**Exercise details**: Starting at the first line of the records below, transcribe each line exactly, ending with the line that contains "exercised against a".

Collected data
****

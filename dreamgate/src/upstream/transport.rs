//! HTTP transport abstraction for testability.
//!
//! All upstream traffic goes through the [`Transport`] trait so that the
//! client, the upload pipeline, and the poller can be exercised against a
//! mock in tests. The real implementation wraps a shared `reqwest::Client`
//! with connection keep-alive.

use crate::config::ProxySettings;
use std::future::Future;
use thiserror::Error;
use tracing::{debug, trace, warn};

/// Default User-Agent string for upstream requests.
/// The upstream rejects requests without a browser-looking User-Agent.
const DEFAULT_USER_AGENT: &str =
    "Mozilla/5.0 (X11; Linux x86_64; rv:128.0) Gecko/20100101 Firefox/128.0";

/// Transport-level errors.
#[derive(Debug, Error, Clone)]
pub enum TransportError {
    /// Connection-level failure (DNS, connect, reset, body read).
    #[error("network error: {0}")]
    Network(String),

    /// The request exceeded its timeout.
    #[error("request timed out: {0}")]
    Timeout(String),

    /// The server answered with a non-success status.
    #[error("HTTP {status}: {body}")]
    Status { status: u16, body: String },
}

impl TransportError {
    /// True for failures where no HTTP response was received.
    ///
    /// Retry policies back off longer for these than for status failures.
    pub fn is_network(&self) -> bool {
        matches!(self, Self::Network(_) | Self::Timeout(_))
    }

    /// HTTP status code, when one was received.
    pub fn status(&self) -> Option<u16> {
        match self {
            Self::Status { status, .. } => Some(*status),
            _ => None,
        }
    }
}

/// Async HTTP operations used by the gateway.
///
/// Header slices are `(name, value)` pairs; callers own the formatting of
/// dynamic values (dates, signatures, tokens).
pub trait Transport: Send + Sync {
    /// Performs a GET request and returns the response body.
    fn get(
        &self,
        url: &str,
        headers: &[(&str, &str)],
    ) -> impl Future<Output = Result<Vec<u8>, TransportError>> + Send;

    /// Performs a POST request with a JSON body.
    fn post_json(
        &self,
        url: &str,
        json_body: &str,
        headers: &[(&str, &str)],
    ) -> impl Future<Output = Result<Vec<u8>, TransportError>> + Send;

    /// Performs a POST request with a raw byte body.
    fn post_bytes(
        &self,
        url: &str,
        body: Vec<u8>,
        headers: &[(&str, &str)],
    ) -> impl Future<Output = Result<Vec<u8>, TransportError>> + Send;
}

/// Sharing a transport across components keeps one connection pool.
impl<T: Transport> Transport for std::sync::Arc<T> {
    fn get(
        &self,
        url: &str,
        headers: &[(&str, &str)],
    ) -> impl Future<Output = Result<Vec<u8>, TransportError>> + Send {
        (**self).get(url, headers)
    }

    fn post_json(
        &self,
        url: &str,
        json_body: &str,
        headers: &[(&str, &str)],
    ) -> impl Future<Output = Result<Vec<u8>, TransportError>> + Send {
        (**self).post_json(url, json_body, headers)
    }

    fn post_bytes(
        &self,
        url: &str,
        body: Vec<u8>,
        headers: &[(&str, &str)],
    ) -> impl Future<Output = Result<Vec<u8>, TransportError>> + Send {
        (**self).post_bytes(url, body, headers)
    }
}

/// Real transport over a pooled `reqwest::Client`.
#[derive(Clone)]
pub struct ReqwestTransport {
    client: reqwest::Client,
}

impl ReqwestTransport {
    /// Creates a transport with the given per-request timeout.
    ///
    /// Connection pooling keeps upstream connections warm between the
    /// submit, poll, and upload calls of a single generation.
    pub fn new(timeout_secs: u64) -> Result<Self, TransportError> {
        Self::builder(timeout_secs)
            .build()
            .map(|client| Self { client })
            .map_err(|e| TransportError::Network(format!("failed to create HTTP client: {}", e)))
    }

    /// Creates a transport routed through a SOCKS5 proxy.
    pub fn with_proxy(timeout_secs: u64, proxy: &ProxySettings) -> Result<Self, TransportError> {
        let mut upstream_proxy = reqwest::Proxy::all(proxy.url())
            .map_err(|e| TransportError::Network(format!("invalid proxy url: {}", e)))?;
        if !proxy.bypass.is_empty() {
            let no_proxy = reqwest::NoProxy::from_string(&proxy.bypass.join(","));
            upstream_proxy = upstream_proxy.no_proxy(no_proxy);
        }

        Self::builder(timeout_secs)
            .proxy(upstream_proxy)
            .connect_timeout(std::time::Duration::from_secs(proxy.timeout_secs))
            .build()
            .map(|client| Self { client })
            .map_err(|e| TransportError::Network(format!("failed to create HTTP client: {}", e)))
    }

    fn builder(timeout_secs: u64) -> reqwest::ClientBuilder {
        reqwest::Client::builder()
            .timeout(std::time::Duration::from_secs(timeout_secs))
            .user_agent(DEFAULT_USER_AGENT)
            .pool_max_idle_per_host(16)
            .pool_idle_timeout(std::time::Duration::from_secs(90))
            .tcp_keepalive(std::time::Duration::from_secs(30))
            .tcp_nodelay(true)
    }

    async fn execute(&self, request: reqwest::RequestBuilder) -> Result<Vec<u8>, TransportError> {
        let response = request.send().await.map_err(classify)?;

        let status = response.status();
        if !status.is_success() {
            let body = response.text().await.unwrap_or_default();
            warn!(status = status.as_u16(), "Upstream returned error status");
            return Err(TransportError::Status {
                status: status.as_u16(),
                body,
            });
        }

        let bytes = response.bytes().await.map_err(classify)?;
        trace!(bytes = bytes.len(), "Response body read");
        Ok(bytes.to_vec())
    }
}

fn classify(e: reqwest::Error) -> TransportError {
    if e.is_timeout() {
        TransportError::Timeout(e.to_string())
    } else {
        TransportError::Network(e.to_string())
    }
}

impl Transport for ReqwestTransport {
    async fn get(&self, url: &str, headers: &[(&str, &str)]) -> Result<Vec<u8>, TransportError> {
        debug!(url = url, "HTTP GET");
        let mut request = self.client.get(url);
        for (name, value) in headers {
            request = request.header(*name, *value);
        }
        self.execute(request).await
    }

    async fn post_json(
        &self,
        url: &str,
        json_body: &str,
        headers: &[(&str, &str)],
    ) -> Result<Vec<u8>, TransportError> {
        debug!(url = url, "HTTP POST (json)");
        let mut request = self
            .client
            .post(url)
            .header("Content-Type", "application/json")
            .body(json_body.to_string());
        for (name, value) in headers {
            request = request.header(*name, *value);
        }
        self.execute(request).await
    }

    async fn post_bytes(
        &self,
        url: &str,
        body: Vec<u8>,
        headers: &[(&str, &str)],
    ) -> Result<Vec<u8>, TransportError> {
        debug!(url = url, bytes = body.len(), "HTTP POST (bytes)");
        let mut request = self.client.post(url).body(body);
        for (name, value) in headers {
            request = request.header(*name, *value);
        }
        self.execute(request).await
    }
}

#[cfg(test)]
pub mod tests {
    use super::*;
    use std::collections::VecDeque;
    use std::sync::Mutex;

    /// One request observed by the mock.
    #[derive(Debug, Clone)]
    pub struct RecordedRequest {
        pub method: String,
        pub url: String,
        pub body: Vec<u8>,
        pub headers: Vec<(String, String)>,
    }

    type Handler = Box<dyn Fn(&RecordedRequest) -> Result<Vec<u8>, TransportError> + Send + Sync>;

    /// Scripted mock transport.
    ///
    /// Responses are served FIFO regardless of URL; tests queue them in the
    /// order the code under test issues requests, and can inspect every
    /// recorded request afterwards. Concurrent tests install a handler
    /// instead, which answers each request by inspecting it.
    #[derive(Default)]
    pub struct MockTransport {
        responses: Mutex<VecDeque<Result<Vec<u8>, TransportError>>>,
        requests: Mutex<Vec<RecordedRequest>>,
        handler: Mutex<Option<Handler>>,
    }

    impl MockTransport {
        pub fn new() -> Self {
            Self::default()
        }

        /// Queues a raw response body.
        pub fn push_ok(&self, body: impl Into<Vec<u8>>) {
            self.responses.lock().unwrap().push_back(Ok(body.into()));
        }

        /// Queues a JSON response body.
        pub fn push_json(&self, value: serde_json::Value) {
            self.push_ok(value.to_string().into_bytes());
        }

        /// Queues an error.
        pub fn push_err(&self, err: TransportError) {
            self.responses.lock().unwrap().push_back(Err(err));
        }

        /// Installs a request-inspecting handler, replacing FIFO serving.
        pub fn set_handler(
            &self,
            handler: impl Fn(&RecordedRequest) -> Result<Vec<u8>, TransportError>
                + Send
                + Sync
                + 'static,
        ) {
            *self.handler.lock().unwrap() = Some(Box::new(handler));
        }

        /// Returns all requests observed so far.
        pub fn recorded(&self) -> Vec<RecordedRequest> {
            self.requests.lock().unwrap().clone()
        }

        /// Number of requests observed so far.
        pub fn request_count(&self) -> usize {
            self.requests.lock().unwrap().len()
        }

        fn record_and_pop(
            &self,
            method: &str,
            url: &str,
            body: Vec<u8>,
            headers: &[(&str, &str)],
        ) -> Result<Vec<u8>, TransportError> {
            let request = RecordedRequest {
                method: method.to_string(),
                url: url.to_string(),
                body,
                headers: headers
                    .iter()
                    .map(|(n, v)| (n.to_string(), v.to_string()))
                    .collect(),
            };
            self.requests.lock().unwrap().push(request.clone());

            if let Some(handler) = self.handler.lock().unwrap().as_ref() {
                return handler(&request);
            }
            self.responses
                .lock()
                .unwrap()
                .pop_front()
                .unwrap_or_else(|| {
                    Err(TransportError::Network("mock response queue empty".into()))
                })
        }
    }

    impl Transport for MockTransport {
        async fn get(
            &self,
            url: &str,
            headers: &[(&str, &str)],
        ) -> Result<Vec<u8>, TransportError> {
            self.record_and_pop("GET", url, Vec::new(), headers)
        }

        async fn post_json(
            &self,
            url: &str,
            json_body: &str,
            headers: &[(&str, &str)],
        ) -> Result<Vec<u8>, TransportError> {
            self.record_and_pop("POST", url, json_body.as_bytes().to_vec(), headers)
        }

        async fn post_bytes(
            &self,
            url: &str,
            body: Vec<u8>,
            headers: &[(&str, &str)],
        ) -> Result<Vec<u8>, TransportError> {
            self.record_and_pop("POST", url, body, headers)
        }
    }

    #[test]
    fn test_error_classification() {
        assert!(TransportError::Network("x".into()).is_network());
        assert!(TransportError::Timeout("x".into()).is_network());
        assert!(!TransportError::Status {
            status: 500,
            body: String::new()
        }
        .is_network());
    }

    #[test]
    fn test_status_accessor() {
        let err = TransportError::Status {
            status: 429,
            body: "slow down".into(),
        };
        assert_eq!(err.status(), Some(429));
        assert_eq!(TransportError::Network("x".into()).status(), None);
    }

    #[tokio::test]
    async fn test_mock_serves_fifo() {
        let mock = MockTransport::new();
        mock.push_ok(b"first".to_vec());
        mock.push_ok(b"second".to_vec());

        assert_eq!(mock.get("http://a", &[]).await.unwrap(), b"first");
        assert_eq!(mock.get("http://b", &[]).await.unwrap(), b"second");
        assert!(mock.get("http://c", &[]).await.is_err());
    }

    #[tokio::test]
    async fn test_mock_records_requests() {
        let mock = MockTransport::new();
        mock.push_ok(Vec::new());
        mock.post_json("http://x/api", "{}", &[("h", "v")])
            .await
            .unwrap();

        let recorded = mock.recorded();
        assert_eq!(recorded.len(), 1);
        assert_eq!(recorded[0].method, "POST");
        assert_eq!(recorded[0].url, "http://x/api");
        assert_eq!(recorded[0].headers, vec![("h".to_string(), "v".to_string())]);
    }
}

****

**Response box**:
filename dreamgate/src/upstream/transport.rs
//! HTTP transport abstraction for testability.
//!
//! All upstream traffic goes through the [`Transport`] trait so that the
//! client, the upload pipeline, and the poller can be exercised against a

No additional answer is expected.